Collected data entries

◆ ◆ ◆ ◆ ◆

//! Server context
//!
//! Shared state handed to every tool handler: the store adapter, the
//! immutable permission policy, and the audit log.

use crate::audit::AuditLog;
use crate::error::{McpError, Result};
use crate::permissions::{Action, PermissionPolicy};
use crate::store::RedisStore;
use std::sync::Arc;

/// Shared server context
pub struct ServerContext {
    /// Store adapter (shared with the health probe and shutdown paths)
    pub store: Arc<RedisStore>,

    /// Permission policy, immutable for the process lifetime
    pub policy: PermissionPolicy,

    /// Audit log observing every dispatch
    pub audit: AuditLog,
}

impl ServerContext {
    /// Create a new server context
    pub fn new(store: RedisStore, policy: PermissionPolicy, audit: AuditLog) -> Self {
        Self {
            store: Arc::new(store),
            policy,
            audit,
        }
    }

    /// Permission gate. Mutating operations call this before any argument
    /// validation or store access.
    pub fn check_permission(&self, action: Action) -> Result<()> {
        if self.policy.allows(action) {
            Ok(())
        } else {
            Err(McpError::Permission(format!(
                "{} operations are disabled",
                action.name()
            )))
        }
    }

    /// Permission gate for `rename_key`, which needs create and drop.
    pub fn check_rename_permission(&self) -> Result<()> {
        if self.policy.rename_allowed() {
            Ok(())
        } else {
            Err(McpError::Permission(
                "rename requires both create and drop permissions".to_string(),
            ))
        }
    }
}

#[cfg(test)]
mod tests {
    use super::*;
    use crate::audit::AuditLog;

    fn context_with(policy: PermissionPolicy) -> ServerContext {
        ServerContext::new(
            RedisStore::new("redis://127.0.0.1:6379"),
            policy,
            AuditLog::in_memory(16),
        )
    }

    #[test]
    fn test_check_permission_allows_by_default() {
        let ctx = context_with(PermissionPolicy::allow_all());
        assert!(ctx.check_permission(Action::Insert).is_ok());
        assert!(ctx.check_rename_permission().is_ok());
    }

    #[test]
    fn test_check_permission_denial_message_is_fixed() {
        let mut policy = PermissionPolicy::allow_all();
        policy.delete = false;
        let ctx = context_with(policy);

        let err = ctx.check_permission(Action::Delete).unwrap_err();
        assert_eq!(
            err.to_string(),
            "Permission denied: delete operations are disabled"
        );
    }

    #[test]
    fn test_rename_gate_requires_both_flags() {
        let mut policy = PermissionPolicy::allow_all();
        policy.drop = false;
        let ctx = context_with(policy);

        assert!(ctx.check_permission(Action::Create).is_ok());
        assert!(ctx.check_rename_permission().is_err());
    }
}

◆ ◆ ◆ ◆ ◆

TASK OBJECTIVE: The full set of records, transcribed exactly, is the answer.

ANSWER TO THE EXERCISE:
//! Server context
//!
//! Shared state handed to every tool handler: the store adapter, the
//! immutable permission policy, and the audit log.

use crate::audit::AuditLog;
use crate::error::{McpError, Result};
use crate::permissions::{Action, PermissionPolicy};
use crate::store::RedisStore;
use std::sync::Arc;

/// Shared server context
pub struct ServerContext {
    /// Store adapter (shared with the health probe and shutdown paths)
    pub store: Arc<RedisStore>,

    /// Permission policy, immutable for the process lifetime
    pub policy: PermissionPolicy,

    /// Audit log observing every dispatch
    pub audit: AuditLog,
}

impl ServerContext {
    /// Create a new server context
    pub fn new(store: RedisStore, policy: PermissionPolicy, audit: AuditLog) -> Self {
        Self {
            store: Arc::new(store),
            policy,
            audit,
        }
    }

    /// Permission gate. Mutating operations call this before any argument
    /// validation or store access.
    pub fn check_permission(&self, action: Action) -> Result<()> {
        if self.policy.allows(action) {
            Ok(())
        } else {
            Err(McpError::Permission(format!(
                "{} operations are disabled",
                action.name()
            )))
        }
    }

    /// Permission gate for `rename_key`, which needs create and drop.
    pub fn check_rename_permission(&self) -> Result<()> {
        if self.policy.rename_allowed() {
            Ok(())
        } else {
            Err(McpError::Permission(
                "rename requires both create and drop permissions".to_string(),
            ))
        }
    }
}

#[cfg(test)]
mod tests {
    use super::*;
    use crate::audit::AuditLog;

    fn context_with(policy: PermissionPolicy) -> ServerContext {
        ServerContext::new(
            RedisStore::new("redis://127.0.0.1:6379"),
            policy,
            AuditLog::in_memory(16),
        )
    }

    #[test]
    fn test_check_permission_allows_by_default() {
        let ctx = context_with(PermissionPolicy::allow_all());
        assert!(ctx.check_permission(Action::Insert).is_ok());
        assert!(ctx.check_rename_permission().is_ok());
    }

    #[test]
    fn test_check_permission_denial_message_is_fixed() {
        let mut policy = PermissionPolicy::allow_all();
        policy.delete = false;
        let ctx = context_with(policy);

        let err = ctx.check_permission(Action::Delete).unwrap_err();
        assert_eq!(
            err.to_string(),
            "Permission denied: delete operations are disabled"
        );
    }

    #[test]
    fn test_rename_gate_requires_both_flags() {
        let mut policy = PermissionPolicy::allow_all();
        policy.drop = false;
        let ctx = context_with(policy);

        assert!(ctx.check_permission(Action::Create).is_ok());
        assert!(ctx.check_rename_permission().is_err());
    }
}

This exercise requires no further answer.